What to produce:
Return only the stretch of the material below that begins with the line containing "Self::with_hasher(S::default())" and ends with the line containing "the value produced", exactly; both of those lines belong to it.

Start of Data for the task

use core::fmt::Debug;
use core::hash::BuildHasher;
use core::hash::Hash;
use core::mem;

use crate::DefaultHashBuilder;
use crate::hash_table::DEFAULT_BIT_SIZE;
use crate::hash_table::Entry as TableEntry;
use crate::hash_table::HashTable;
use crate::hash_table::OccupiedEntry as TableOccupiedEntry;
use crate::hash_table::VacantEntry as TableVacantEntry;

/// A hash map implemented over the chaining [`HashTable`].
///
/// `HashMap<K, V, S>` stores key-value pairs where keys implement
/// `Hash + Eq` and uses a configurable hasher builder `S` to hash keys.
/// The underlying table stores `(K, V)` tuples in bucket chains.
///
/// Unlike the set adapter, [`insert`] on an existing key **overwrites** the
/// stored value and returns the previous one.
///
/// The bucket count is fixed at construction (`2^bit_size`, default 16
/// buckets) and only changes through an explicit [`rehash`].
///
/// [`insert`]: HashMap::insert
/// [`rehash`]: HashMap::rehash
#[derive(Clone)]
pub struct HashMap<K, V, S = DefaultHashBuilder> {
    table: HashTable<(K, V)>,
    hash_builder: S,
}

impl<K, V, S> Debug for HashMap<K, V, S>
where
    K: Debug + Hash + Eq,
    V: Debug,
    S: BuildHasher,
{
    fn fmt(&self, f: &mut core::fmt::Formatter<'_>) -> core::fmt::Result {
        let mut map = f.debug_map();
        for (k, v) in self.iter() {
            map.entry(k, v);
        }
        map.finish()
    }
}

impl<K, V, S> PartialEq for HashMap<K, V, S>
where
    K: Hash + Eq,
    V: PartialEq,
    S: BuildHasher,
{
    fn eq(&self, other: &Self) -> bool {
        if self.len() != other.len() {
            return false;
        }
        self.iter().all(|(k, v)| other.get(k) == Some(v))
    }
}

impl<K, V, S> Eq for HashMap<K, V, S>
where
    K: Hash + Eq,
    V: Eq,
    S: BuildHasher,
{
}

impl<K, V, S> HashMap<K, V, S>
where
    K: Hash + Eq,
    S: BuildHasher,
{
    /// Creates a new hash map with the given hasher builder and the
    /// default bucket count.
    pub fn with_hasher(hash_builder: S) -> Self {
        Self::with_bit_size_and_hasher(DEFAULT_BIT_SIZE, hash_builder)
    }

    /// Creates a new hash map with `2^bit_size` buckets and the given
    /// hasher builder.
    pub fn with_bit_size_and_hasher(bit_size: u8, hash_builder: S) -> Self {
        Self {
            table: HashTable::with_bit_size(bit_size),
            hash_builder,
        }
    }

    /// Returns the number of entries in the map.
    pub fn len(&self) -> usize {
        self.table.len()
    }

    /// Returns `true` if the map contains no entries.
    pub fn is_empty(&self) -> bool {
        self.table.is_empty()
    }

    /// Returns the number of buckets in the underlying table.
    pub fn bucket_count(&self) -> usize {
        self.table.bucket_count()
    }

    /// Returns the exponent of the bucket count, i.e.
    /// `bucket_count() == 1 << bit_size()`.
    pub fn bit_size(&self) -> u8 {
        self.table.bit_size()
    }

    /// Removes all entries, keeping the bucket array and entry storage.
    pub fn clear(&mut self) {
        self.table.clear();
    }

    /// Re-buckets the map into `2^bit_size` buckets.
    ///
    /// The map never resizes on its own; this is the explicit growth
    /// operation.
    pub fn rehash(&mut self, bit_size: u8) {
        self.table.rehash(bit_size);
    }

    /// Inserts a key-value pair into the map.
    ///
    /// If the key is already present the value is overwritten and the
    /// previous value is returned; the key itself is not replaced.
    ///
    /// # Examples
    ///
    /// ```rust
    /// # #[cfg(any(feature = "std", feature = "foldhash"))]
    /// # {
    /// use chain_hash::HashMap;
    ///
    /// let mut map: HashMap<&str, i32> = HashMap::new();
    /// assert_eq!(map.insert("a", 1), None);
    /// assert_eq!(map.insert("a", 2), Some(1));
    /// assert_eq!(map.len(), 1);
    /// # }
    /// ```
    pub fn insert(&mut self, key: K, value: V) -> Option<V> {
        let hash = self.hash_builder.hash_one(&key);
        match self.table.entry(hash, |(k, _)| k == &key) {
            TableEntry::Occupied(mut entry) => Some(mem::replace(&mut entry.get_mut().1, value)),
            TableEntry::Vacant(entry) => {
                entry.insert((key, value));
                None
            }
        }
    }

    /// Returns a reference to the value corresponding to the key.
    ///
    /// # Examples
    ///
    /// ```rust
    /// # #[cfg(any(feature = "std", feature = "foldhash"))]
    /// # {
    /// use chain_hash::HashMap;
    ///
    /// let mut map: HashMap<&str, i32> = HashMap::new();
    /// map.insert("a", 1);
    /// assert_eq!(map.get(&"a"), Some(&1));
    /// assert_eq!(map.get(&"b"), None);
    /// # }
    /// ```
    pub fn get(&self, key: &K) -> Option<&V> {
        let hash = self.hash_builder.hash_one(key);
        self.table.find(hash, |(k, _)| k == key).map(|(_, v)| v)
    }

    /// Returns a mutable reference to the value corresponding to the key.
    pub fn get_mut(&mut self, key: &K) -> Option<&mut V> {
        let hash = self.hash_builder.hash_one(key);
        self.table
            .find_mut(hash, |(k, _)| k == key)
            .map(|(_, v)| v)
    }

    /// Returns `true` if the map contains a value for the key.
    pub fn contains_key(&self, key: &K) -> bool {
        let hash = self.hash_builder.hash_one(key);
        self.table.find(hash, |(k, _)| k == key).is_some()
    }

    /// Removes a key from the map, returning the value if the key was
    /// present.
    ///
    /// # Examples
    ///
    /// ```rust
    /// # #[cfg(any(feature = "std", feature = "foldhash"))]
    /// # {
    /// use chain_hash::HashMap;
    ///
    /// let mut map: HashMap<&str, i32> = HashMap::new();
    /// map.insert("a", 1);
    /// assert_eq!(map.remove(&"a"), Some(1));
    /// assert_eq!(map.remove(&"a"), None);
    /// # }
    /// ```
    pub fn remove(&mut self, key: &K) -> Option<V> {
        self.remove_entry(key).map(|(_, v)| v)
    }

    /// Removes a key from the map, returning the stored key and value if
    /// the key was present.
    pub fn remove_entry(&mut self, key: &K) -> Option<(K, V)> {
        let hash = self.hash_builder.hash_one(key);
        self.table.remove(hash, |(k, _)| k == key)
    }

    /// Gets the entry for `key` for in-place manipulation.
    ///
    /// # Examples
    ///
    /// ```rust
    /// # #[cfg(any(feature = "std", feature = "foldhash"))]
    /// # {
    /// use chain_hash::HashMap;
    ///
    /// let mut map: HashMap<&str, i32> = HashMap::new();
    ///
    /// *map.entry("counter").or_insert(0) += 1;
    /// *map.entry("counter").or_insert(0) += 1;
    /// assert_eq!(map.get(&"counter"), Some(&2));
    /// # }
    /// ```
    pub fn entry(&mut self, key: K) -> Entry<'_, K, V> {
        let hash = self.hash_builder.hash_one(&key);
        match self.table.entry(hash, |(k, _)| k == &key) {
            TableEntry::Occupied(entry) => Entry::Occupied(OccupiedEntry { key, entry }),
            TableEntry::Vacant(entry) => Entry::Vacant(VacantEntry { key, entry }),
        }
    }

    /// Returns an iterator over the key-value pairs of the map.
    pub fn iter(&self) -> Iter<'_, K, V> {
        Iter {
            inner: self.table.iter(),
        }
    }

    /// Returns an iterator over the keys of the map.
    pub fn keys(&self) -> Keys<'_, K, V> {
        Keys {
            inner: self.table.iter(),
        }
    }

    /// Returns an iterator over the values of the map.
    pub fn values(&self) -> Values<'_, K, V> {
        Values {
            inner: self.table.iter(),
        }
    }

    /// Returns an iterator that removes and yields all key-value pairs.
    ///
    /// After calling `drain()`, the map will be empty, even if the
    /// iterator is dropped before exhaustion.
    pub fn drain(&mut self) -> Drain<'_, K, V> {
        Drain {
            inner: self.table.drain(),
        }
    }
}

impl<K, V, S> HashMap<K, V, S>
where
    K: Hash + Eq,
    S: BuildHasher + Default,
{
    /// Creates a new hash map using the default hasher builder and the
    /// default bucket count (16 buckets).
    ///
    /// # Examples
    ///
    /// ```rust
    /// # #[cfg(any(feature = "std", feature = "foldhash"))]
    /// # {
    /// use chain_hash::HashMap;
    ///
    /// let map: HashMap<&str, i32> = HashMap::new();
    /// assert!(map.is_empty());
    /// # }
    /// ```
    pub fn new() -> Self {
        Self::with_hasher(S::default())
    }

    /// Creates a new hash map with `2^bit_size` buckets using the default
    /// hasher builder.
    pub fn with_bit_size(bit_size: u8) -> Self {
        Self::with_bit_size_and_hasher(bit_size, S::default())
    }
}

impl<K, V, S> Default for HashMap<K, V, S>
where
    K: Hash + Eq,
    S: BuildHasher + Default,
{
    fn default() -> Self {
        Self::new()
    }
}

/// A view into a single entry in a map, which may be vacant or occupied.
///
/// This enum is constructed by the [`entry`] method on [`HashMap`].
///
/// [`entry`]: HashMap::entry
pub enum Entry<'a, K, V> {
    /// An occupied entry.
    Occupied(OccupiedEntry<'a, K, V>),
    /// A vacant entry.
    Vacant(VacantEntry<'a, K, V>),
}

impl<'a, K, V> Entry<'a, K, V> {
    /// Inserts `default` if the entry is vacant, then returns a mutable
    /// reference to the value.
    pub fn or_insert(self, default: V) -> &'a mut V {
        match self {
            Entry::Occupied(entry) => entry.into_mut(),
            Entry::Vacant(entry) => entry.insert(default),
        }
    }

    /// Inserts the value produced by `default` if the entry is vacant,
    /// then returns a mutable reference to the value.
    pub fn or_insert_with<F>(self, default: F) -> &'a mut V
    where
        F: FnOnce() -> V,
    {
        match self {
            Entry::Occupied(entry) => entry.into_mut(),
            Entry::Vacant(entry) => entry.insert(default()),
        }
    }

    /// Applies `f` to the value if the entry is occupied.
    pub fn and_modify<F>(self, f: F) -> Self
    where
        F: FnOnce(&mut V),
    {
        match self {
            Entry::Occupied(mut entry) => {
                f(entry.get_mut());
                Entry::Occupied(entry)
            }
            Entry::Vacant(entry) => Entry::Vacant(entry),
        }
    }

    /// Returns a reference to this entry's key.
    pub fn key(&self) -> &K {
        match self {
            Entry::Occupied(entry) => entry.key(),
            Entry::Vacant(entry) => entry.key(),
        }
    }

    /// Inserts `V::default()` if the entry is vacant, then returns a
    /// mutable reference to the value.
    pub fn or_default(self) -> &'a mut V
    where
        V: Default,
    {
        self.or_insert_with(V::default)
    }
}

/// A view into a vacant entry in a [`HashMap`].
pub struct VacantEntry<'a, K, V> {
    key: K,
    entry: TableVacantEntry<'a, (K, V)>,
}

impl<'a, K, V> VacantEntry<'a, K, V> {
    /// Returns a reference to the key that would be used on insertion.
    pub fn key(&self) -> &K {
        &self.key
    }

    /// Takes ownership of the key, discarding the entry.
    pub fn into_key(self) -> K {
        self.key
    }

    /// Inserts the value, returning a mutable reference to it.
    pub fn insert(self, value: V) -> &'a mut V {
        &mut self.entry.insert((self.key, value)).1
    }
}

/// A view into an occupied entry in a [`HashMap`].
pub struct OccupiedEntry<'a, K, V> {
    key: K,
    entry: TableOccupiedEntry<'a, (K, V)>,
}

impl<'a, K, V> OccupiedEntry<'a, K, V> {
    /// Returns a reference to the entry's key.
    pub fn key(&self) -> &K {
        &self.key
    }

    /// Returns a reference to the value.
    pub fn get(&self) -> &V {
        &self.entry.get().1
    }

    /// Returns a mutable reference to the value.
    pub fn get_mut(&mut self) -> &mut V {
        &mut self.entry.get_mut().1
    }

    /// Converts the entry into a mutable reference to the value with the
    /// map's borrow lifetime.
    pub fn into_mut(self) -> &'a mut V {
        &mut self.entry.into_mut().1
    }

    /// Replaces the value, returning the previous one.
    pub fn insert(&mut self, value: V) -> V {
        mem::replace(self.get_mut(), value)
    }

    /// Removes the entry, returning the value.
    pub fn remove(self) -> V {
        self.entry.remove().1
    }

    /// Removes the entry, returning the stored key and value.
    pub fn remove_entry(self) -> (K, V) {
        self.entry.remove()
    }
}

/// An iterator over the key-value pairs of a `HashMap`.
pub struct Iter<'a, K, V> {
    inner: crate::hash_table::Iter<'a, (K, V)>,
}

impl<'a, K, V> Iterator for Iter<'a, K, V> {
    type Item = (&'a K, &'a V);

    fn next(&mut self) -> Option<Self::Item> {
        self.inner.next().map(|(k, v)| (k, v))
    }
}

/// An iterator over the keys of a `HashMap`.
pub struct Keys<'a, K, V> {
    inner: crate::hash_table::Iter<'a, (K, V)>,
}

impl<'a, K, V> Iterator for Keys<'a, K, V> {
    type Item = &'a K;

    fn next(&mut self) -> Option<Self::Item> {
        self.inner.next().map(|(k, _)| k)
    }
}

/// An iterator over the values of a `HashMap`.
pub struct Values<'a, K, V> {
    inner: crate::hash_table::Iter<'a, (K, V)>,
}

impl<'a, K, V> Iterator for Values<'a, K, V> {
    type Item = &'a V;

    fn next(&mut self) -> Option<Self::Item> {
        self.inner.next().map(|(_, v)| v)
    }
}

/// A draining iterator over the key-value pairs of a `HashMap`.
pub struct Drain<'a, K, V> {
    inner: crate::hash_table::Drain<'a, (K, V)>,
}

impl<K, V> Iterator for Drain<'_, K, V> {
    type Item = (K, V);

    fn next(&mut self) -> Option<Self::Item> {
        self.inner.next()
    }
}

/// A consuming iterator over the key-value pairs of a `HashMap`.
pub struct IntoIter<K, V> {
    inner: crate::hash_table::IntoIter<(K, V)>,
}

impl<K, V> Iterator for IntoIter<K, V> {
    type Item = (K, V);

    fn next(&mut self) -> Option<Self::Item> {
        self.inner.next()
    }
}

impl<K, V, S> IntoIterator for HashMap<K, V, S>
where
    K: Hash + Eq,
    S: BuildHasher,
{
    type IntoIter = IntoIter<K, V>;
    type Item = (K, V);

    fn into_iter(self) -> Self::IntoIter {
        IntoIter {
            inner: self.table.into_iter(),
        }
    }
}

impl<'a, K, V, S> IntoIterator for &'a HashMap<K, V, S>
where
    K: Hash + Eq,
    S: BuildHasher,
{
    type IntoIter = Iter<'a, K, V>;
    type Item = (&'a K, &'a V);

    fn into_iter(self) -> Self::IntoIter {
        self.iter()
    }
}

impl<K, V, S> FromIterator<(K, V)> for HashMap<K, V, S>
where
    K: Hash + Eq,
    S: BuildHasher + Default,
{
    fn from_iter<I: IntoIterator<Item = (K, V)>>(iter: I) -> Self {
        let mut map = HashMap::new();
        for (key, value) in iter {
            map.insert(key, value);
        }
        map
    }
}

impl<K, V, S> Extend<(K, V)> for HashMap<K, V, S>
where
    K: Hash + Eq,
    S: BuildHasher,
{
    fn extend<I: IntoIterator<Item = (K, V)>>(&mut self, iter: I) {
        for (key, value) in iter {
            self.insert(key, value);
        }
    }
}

End of Data for the task

Task response:
        Self::with_hasher(S::default())
    }

    /// Creates a new hash map with `2^bit_size` buckets using the default
    /// hasher builder.
    pub fn with_bit_size(bit_size: u8) -> Self {
        Self::with_bit_size_and_hasher(bit_size, S::default())
    }
}

impl<K, V, S> Default for HashMap<K, V, S>
where
    K: Hash + Eq,
    S: BuildHasher + Default,
{
    fn default() -> Self {
        Self::new()
    }
}

/// A view into a single entry in a map, which may be vacant or occupied.
///
/// This enum is constructed by the [`entry`] method on [`HashMap`].
///
/// [`entry`]: HashMap::entry
pub enum Entry<'a, K, V> {
    /// An occupied entry.
    Occupied(OccupiedEntry<'a, K, V>),
    /// A vacant entry.
    Vacant(VacantEntry<'a, K, V>),
}

impl<'a, K, V> Entry<'a, K, V> {
    /// Inserts `default` if the entry is vacant, then returns a mutable
    /// reference to the value.
    pub fn or_insert(self, default: V) -> &'a mut V {
        match self {
            Entry::Occupied(entry) => entry.into_mut(),
            Entry::Vacant(entry) => entry.insert(default),
        }
    }

    /// Inserts the value produced by `default` if the entry is vacant,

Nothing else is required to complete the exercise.